Y,
cuando nos dimos cuenta, nos lo robaron convenciéndonos de que no lo
necesitábamos.
Metieron
las manos en nuestros bolsillos mientras nosotros tratábamos, raquíticos, de
alimentarnos presionando con los codos al costillar que tratara de cazar lo
poco que nos podría nutrir.
Y
como no teníamos en el bolsillo más que la tela adherida al pantalón, tiraron
de ella y nos arrastraron a lamer piedras. Y lo contemporáneo nos sabe a
silicio. Sabor seco y metálico. Y sonamos huecos y nostálgicos de una época que
no vivimos, exigiendo lo poco que podemos, pero siempre dentro de la ventana de
Overton.
Hay
una pugna constante por este robo generalizado. Hemos fabricado una fábrica de
estímulos que luchan entre sí por ganarse mi interés y se lo ganan aunque no me
interesen, y se lo guardan aunque a mí me moleste.

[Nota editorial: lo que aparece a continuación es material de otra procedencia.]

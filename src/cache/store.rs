//! Cache Store Module
//!
//! The expiring store: a hash table behind a reader/writer lock, with a
//! background reclaimer removing entries that were not accessed within
//! their TTL.

use std::borrow::Borrow;
use std::collections::hash_map::Entry;
use std::collections::HashMap;
use std::fmt;
use std::future::Future;
use std::hash::Hash;
use std::sync::atomic::{AtomicBool, AtomicUsize, Ordering};
use std::sync::{Arc, PoisonError, RwLock, RwLockReadGuard, RwLockWriteGuard};
use std::time::Duration;

use tokio::runtime::Handle;
use tokio::sync::watch;
use tokio::task::JoinHandle;
use tracing::{debug, info};

use crate::cache::entry::{Clock, Item};
use crate::cache::reentrancy::{self, ExclusiveSection};
use crate::cache::stats::{StatsCounters, StoreStats};
use crate::config::StoreConfig;
use crate::error::{Result, StoreError};
use crate::tasks::{spawn_reclaimer, CancelSignal, Reclaim};

static NEXT_STORE_ID: AtomicUsize = AtomicUsize::new(0);

type Table<K, V> = HashMap<K, Item<V>>;

// == Shared State ==
/// State shared between a store handle and its reclaimer.
struct Shared<K, V> {
    /// Identifies the store for re-entrancy detection
    id: usize,
    /// Key-value storage
    table: RwLock<Table<K, V>>,
    config: StoreConfig,
    clock: Clock,
    /// Set once, by whichever of shutdown, drop or cancellation comes first
    closed: AtomicBool,
    /// Tells the reclaimer to stop
    stop_tx: watch::Sender<bool>,
    stats: StatsCounters,
}

impl<K, V> Shared<K, V> {
    fn read(&self) -> RwLockReadGuard<'_, Table<K, V>> {
        reentrancy::assert_not_reentrant(self.id);
        self.table.read().unwrap_or_else(PoisonError::into_inner)
    }

    // Callbacks may panic while the write lock is held. Every operation leaves
    // the map consistent before calling user code, so poisoning is ignored.
    fn write(&self) -> RwLockWriteGuard<'_, Table<K, V>> {
        reentrancy::assert_not_reentrant(self.id);
        self.table.write().unwrap_or_else(PoisonError::into_inner)
    }

    fn is_closed(&self) -> bool {
        self.closed.load(Ordering::Acquire)
    }

    fn close(&self) -> bool {
        let first = self
            .closed
            .compare_exchange(false, true, Ordering::AcqRel, Ordering::Acquire)
            .is_ok();
        if first {
            self.stop_tx.send_replace(true);
        }
        first
    }

    // == Sweep ==
    /// Removes every entry whose idle time reached its TTL.
    ///
    /// The clock is read once, after the write lock is acquired.
    fn sweep(&self) -> usize {
        let removed = {
            let mut table = self.write();
            let now = self.clock.now();
            let before = table.len();
            table.retain(|_, item| !item.is_expired(now));
            before - table.len()
        };
        self.stats.record_sweep(removed);
        removed
    }
}

impl<K, V> Reclaim for Shared<K, V>
where
    K: Send + Sync + 'static,
    V: Send + Sync + 'static,
{
    fn sweep(&self) -> usize {
        Shared::sweep(self)
    }

    fn is_closed(&self) -> bool {
        Shared::is_closed(self)
    }

    fn close(&self) -> bool {
        Shared::close(self)
    }
}

// == Expiring Store ==
/// A concurrent key-value store whose entries expire after a period of
/// inactivity.
///
/// Every `put` and `put_with_ttl` sets an entry's last-access time. With
/// `refresh_on_read` enabled, [`get`](Self::get) sets it too, so only
/// entries that are neither written nor read within their TTL are removed.
/// [`get_passive`](Self::get_passive) never extends an entry's life.
///
/// Expiry is not instant: a background reclaimer sweeps the table every
/// `sweep_interval`, so a stale entry may stay visible for up to one
/// interval after its TTL has elapsed. The reclaimer runs on the tokio
/// runtime the store was created in, and stops on [`shutdown`](Self::shutdown),
/// when the store is dropped, or when the cancellation signal passed to
/// [`with_cancellation`](Self::with_cancellation) completes. Once stopped,
/// the store keeps working as a plain map whose entries never expire.
///
/// All operations are synchronous. Lookups share a read lock; anything that
/// changes the table takes the write lock.
///
/// # Example
/// ```no_run
/// use std::time::Duration;
/// use ttl_store::{ExpiringStore, StoreConfig};
///
/// #[tokio::main]
/// async fn main() -> ttl_store::error::Result<()> {
///     let config = StoreConfig::new(Duration::from_millis(300), Duration::from_millis(100));
///     let store = ExpiringStore::new(config)?;
///
///     store.put("session", 42);
///     assert_eq!(store.get("session"), Some(42));
///
///     store.shutdown();
///     Ok(())
/// }
/// ```
pub struct ExpiringStore<K, V> {
    shared: Arc<Shared<K, V>>,
    reclaimer: JoinHandle<()>,
}

impl<K, V> ExpiringStore<K, V>
where
    K: Eq + Hash + Send + Sync + 'static,
    V: Send + Sync + 'static,
{
    // == Constructor ==
    /// Creates a store and starts its reclaimer.
    ///
    /// # Errors
    /// - [`StoreError::InvalidConfig`] if `sweep_interval` is zero
    /// - [`StoreError::NoRuntime`] if called outside a tokio runtime
    pub fn new(config: StoreConfig) -> Result<Self> {
        Self::start(config, None)
    }

    /// Creates a store whose reclaimer also stops, closing the store, when
    /// `signal` completes.
    ///
    /// Cancellation and [`shutdown`](Self::shutdown) may happen in any order
    /// and any number of times; the store is closed exactly once.
    ///
    /// # Arguments
    /// * `config` - Store configuration
    /// * `signal` - Future that completes on cancellation
    pub fn with_cancellation<F>(config: StoreConfig, signal: F) -> Result<Self>
    where
        F: Future<Output = ()> + Send + 'static,
    {
        Self::start(config, Some(Box::pin(signal)))
    }

    fn start(config: StoreConfig, cancel: Option<CancelSignal>) -> Result<Self> {
        config.validate()?;
        let runtime = Handle::try_current().map_err(|_| StoreError::NoRuntime)?;

        let mut table = HashMap::new();
        if table.try_reserve(config.initial_capacity).is_err() {
            debug!(
                "Ignoring capacity hint of {} entries: allocation failed",
                config.initial_capacity
            );
        }

        let (stop_tx, stop_rx) = watch::channel(false);
        let sweep_interval = config.sweep_interval;
        let shared = Arc::new(Shared {
            id: NEXT_STORE_ID.fetch_add(1, Ordering::Relaxed),
            table: RwLock::new(table),
            config,
            clock: Clock::new(),
            closed: AtomicBool::new(false),
            stop_tx,
            stats: StatsCounters::new(),
        });

        let reclaimer = spawn_reclaimer(
            &runtime,
            Arc::downgrade(&shared),
            sweep_interval,
            stop_rx,
            cancel,
        );

        info!(
            "Expiring store initialized: default_ttl={}ms, sweep_interval={}ms, refresh_on_read={}",
            shared.config.default_ttl.as_millis(),
            sweep_interval.as_millis(),
            shared.config.refresh_on_read
        );

        Ok(Self { shared, reclaimer })
    }

    // == Put ==
    /// Inserts or replaces the value under `key` and refreshes its
    /// last-access time.
    ///
    /// New entries get the store's default TTL. An entry that already holds a
    /// custom TTL from [`put_with_ttl`](Self::put_with_ttl) keeps it.
    pub fn put(&self, key: K, value: V) {
        self.insert(key, value, None);
    }

    // == Put With TTL ==
    /// Inserts or replaces the value under `key` with its own TTL, overriding
    /// the store default and any earlier custom TTL.
    pub fn put_with_ttl(&self, key: K, value: V, ttl: Duration) {
        self.insert(key, value, Some(ttl));
    }

    fn insert(&self, key: K, value: V, ttl: Option<Duration>) {
        let default_ttl = self.shared.config.default_ttl;
        let mut table = self.shared.write();
        let now = self.shared.clock.now();

        match table.entry(key) {
            Entry::Occupied(mut occupied) => {
                occupied.get_mut().replace(value, ttl, default_ttl, now);
            }
            Entry::Vacant(vacant) => {
                vacant.insert(Item::new(
                    value,
                    ttl.unwrap_or(default_ttl),
                    ttl.is_some(),
                    now,
                ));
            }
        }
    }

    // == Get ==
    /// Returns a clone of the value under `key`, or `None` if absent.
    ///
    /// Refreshes the entry's last-access time when the store was configured
    /// with `refresh_on_read`.
    pub fn get<Q>(&self, key: &Q) -> Option<V>
    where
        K: Borrow<Q>,
        Q: Hash + Eq + ?Sized,
        V: Clone,
    {
        self.lookup(key, self.shared.config.refresh_on_read)
    }

    // == Get Passive ==
    /// Returns a clone of the value under `key` without extending its life.
    pub fn get_passive<Q>(&self, key: &Q) -> Option<V>
    where
        K: Borrow<Q>,
        Q: Hash + Eq + ?Sized,
        V: Clone,
    {
        self.lookup(key, false)
    }

    fn lookup<Q>(&self, key: &Q, refresh: bool) -> Option<V>
    where
        K: Borrow<Q>,
        Q: Hash + Eq + ?Sized,
        V: Clone,
    {
        let table = self.shared.read();
        let value = table.get(key).map(|item| {
            if refresh {
                item.touch(self.shared.clock.now());
            }
            item.value().clone()
        });
        self.shared.stats.record_lookup(value.is_some());
        value
    }

    // == Contains Key ==
    /// Returns true if `key` is in the table. Never refreshes the entry.
    pub fn contains_key<Q>(&self, key: &Q) -> bool
    where
        K: Borrow<Q>,
        Q: Hash + Eq + ?Sized,
    {
        self.shared.read().contains_key(key)
    }

    // == Remaining TTL ==
    /// Returns how long `key` may stay idle before the next sweep removes it.
    ///
    /// `Some(Duration::ZERO)` means the entry is stale but not swept yet.
    /// Never refreshes the entry.
    pub fn remaining_ttl<Q>(&self, key: &Q) -> Option<Duration>
    where
        K: Borrow<Q>,
        Q: Hash + Eq + ?Sized,
    {
        let table = self.shared.read();
        let now = self.shared.clock.now();
        table.get(key).map(|item| item.ttl_remaining(now))
    }

    // == Remove ==
    /// Removes `key`, returning its value if it was present.
    pub fn remove<Q>(&self, key: &Q) -> Option<V>
    where
        K: Borrow<Q>,
        Q: Hash + Eq + ?Sized,
    {
        self.shared.write().remove(key).map(Item::into_value)
    }

    // == Remove Where ==
    /// Removes every entry for which `predicate` returns true and returns the
    /// number of removed entries.
    ///
    /// The predicate is called once per entry while the write lock is held.
    ///
    /// # Panics
    /// Calling any method of this store from inside `predicate` panics.
    pub fn remove_where<F>(&self, mut predicate: F) -> usize
    where
        F: FnMut(&K, &V) -> bool,
    {
        let mut table = self.shared.write();
        let _section = ExclusiveSection::enter(self.shared.id);

        let before = table.len();
        table.retain(|key, item| !predicate(key, item.value()));
        before - table.len()
    }

    // == Clear ==
    /// Removes all entries.
    pub fn clear(&self) {
        self.shared.write().clear();
    }

    // == Length ==
    /// Returns the number of entries in the table.
    ///
    /// Stale entries count until a sweep removes them.
    pub fn len(&self) -> usize {
        self.shared.read().len()
    }

    // == Is Empty ==
    /// Returns true if the table holds no entries.
    pub fn is_empty(&self) -> bool {
        self.shared.read().is_empty()
    }

    // == For Each ==
    /// Calls `visit` for each entry, in no particular order, until it returns
    /// false.
    ///
    /// The value is passed mutably and may be updated in place. Visiting does
    /// not refresh entries. The write lock is held for the whole iteration.
    ///
    /// # Panics
    /// Calling any method of this store from inside `visit` panics. To change
    /// the store based on what was visited, collect the work and apply it
    /// after `for_each` returns, or hand it to another task.
    pub fn for_each<F>(&self, mut visit: F)
    where
        F: FnMut(&K, &mut V) -> bool,
    {
        let mut table = self.shared.write();
        let _section = ExclusiveSection::enter(self.shared.id);

        for (key, item) in table.iter_mut() {
            if !visit(key, item.value_mut()) {
                break;
            }
        }
    }

    // == Stats ==
    /// Returns a snapshot of the store's statistics.
    pub fn stats(&self) -> StoreStats {
        self.shared.stats.snapshot(self.len())
    }
}

impl<K, V> ExpiringStore<K, V> {
    // == Shutdown ==
    /// Stops the reclaimer for good. Entries no longer expire afterwards.
    ///
    /// Safe to call any number of times from any thread, including after the
    /// cancellation signal fired. Does not wait for a sweep in progress.
    pub fn shutdown(&self) {
        if self.shared.close() {
            debug!("Expiring store shut down");
        }
    }

    /// Returns true once the store has been shut down or cancelled.
    pub fn is_closed(&self) -> bool {
        self.shared.is_closed()
    }

    /// Returns true once the reclaimer task has exited.
    pub fn reclaimer_finished(&self) -> bool {
        self.reclaimer.is_finished()
    }

    pub fn config(&self) -> &StoreConfig {
        &self.shared.config
    }
}

impl<K, V> Drop for ExpiringStore<K, V> {
    fn drop(&mut self) {
        self.shutdown();
    }
}

impl<K, V> fmt::Debug for ExpiringStore<K, V> {
    fn fmt(&self, f: &mut fmt::Formatter<'_>) -> fmt::Result {
        f.debug_struct("ExpiringStore")
            .field("config", &self.shared.config)
            .field("closed", &self.shared.is_closed())
            .finish_non_exhaustive()
    }
}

Y los ojos me sangran y los
psicólogos no se enteran de que lo último que quiero es ser funcional.
La
ansiedad y la depresión devoran a mi generación y el problema, se dice, es que
no sabemos gestionar las emociones. El problema, se dice, es que nuestra
toxicidad ha de tender hacia la mesura.
¿No
estaremos quizás tratando de amansar a la rebeldía?
¿No
estamos, acaso, señalando como locura a quien no puede aguantar tanto ladrón
sin sentimientos?
Queremos
que los que lloran funcionen, dicen contentos.
Y
solo los cuerdos reclaman, a lágrima viva, lo suyo, lo tuyo, lo nuestro:
“No quiero funcionar. Lo que quiero es mi puto tiempo”.